Kocaeli halk temsilcileri Taylan Bingöl, Merve Uzuner, Mehmet Tokgöz ve Nagihan Özcan, 3 Mart 1924’te kabul edilen üç önemli yasayı anarak, eğitimdeki laiklik ve sosyal hukuk devleti ilkelerinin bugün tehdit altında olduğunu vurguladı. 3 Mart 1924’te kabul edilen yasalar, Cumhuriyet Devrimi'nin en önemli kazanımlarından biri olarak tarihe geçti. Bu yasalar, eğitimde birliği sağlamak, hilafeti kaldırmak ve şeriat kurumlarını kapatmak amacı taşırken, Türkiye Cumhuriyeti'nin laik bir devlet olma hedefi bir kez daha hayata geçti. Eğitimde laiklik, devletin güvencesi altına alındı ve her çocuğa eşit eğitim hakkı sağlandı. Şeriat ve hilafet yerine ise sosyal bir hukuk devleti anlayışı benimsendi. Ancak bu kazanımlar, Cumhuriyet’in yıkılmak istenmesinin ardından ilk hedef alınan unsurlar oldu.

Bugün, eğitimdeki laiklik ve bilimsel düşünce yerine, tarikatlar ve Diyanet İşleri, eğitim sisteminin bir parçası haline gelmiş durumda. Okullara imam atamaları yapılırken, Milli Eğitim Bakanlığı (MEB), geçtiğimiz yıl yaptığı müfredat değişiklikleriyle öğrencilere bilimsel düşünme becerilerini kaybettirdi. Eğitim, artık piyasa güçlerinin ve gericiliğin etkisi altına girmiş durumda. Binlerce çocuk, mesleki eğitim adı altında patronlara ucuz iş gücü olarak sunuluyor ve eğitim kalitesi her geçen gün düşüyor. Çocuk işçiler, eğitim hakkını kaybederken iş cinayetlerinde hayatını kaybediyor.

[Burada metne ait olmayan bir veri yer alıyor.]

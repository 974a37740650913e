use crate::store::Record;

/// Triage outcome of a lead. `Pending` is the state leads arrive in;
/// approving or rejecting is terminal from the client's point of view.
#[derive(Debug, Clone, Copy, PartialEq, Eq, Hash)]
pub enum LeadStatus {
    Pending,
    Approved,
    Rejected,
}

impl LeadStatus {
    /// The value stored in the hosted `status` field.
    pub fn as_str(self) -> &'static str {
        match self {
            LeadStatus::Pending => "pending",
            LeadStatus::Approved => "lead",
            LeadStatus::Rejected => "refus",
        }
    }

    /// Unknown values degrade to `Pending` for display; the client never
    /// writes anything but the three known values back.
    pub fn parse(raw: &str) -> Self {
        match raw {
            "lead" => LeadStatus::Approved,
            "refus" => LeadStatus::Rejected,
            _ => LeadStatus::Pending,
        }
    }

    pub fn label(self) -> &'static str {
        match self {
            LeadStatus::Pending => "New",
            LeadStatus::Approved => "Approved",
            LeadStatus::Rejected => "Rejected",
        }
    }
}

/// Qualification-score bands used for color coding. Boundary values belong
/// to the higher band.
#[derive(Debug, Clone, Copy, PartialEq, Eq)]
pub enum ScoreBand {
    High,
    Medium,
    Low,
}

impl ScoreBand {
    pub fn for_score(score: u8) -> Self {
        if score >= 80 {
            ScoreBand::High
        } else if score >= 60 {
            ScoreBand::Medium
        } else {
            ScoreBand::Low
        }
    }
}

/// A prospective contact produced by the external automation. The client
/// only ever mutates `status`.
#[derive(Debug, Clone)]
pub struct Lead {
    pub id: String,
    pub username: String,
    pub qualification_score: String,
    pub status: LeadStatus,
    pub temperature: String,
    pub account_created: String,
    pub decision_maker_signals: String,
    pub pain_points: String,
}

impl Lead {
    pub fn from_record(record: &Record) -> Self {
        Self {
            id: record.id.clone(),
            username: record.text("username"),
            qualification_score: record.text("qualification_score"),
            status: LeadStatus::parse(&record.text("status")),
            temperature: record.text("lead_temperature"),
            account_created: record.text("account_created"),
            decision_maker_signals: record.text("decision_maker_signals"),
            pain_points: record.text("pain_points_mentioned"),
        }
    }

    /// The score as an integer in [0, 100]. Non-numeric or out-of-range
    /// values count as 0 so filtering never fails on dirty data.
    pub fn score(&self) -> u8 {
        match self.qualification_score.trim().parse::<i64>() {
            Ok(value) if (0..=100).contains(&value) => value as u8,
            _ => 0,
        }
    }

    pub fn band(&self) -> ScoreBand {
        ScoreBand::for_score(self.score())
    }
}

#[cfg(test)]
mod tests {
    use super::*;

    fn lead_with_score(score: &str) -> Lead {
        Lead {
            id: "recLead1".into(),
            username: "prospect".into(),
            qualification_score: score.into(),
            status: LeadStatus::Pending,
            temperature: String::new(),
            account_created: String::new(),
            decision_maker_signals: String::new(),
            pain_points: String::new(),
        }
    }

    #[test]
    fn band_boundaries_belong_to_the_higher_band() {
        assert_eq!(ScoreBand::for_score(80), ScoreBand::High);
        assert_eq!(ScoreBand::for_score(79), ScoreBand::Medium);
        assert_eq!(ScoreBand::for_score(60), ScoreBand::Medium);
        assert_eq!(ScoreBand::for_score(59), ScoreBand::Low);
        assert_eq!(ScoreBand::for_score(0), ScoreBand::Low);
        assert_eq!(ScoreBand::for_score(100), ScoreBand::High);
    }

    #[test]
    fn dirty_scores_count_as_zero() {
        assert_eq!(lead_with_score("85").score(), 85);
        assert_eq!(lead_with_score(" 42 ").score(), 42);
        assert_eq!(lead_with_score("not-a-number").score(), 0);
        assert_eq!(lead_with_score("150").score(), 0);
        assert_eq!(lead_with_score("-3").score(), 0);
        assert_eq!(lead_with_score("").score(), 0);
    }

    #[test]
    fn status_parsing_defaults_to_pending() {
        assert_eq!(LeadStatus::parse("lead"), LeadStatus::Approved);
        assert_eq!(LeadStatus::parse("refus"), LeadStatus::Rejected);
        assert_eq!(LeadStatus::parse("pending"), LeadStatus::Pending);
        assert_eq!(LeadStatus::parse("mystery"), LeadStatus::Pending);
    }

    #[test]
    fn status_wire_values_round_trip() {
        for status in [
            LeadStatus::Pending,
            LeadStatus::Approved,
            LeadStatus::Rejected,
        ] {
            assert_eq!(LeadStatus::parse(status.as_str()), status);
        }
    }
}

Son yıllarda, siyasi iktidarın izlediği ekonomik politikalarla birlikte halkın yoksullaştırılması da hız kazandı. Bu yoksulluk, eğitim emekçileri, veliler ve öğrenciler üzerinde de etkili oluyor. Kayıt parası, ulaşım, kırtasiye, dershane gibi eğitim masrafları hızla artarken, eğitim patronlar için kâr kapısına dönüşüyor. Yoksul yurttaşlar içinse, eğitim hakkı gasp ediliyor. Öğretmenler, düşük maaşlarla çalışmaya zorlanırken, AKP hükümeti öğretmen adaylarını sefalet ücretine mahkûm ediyor. Yeni dönemde MEB Akademi ile öğretmen adayları 3 yıl boyunca düşük ücretlerle çalıştırılacak.

Eğitimdeki bu gerici dönüşüme karşı, Cumhuriyetin kazanımlarını savunmak için 3 Mart 2025’te birleşme ve direnme çağrısı yapıldı. Laikliği ve Cumhuriyet’i yeniden ayağa kaldırmak için birlikte mücadele edilmesi gerektiği ifade edildi.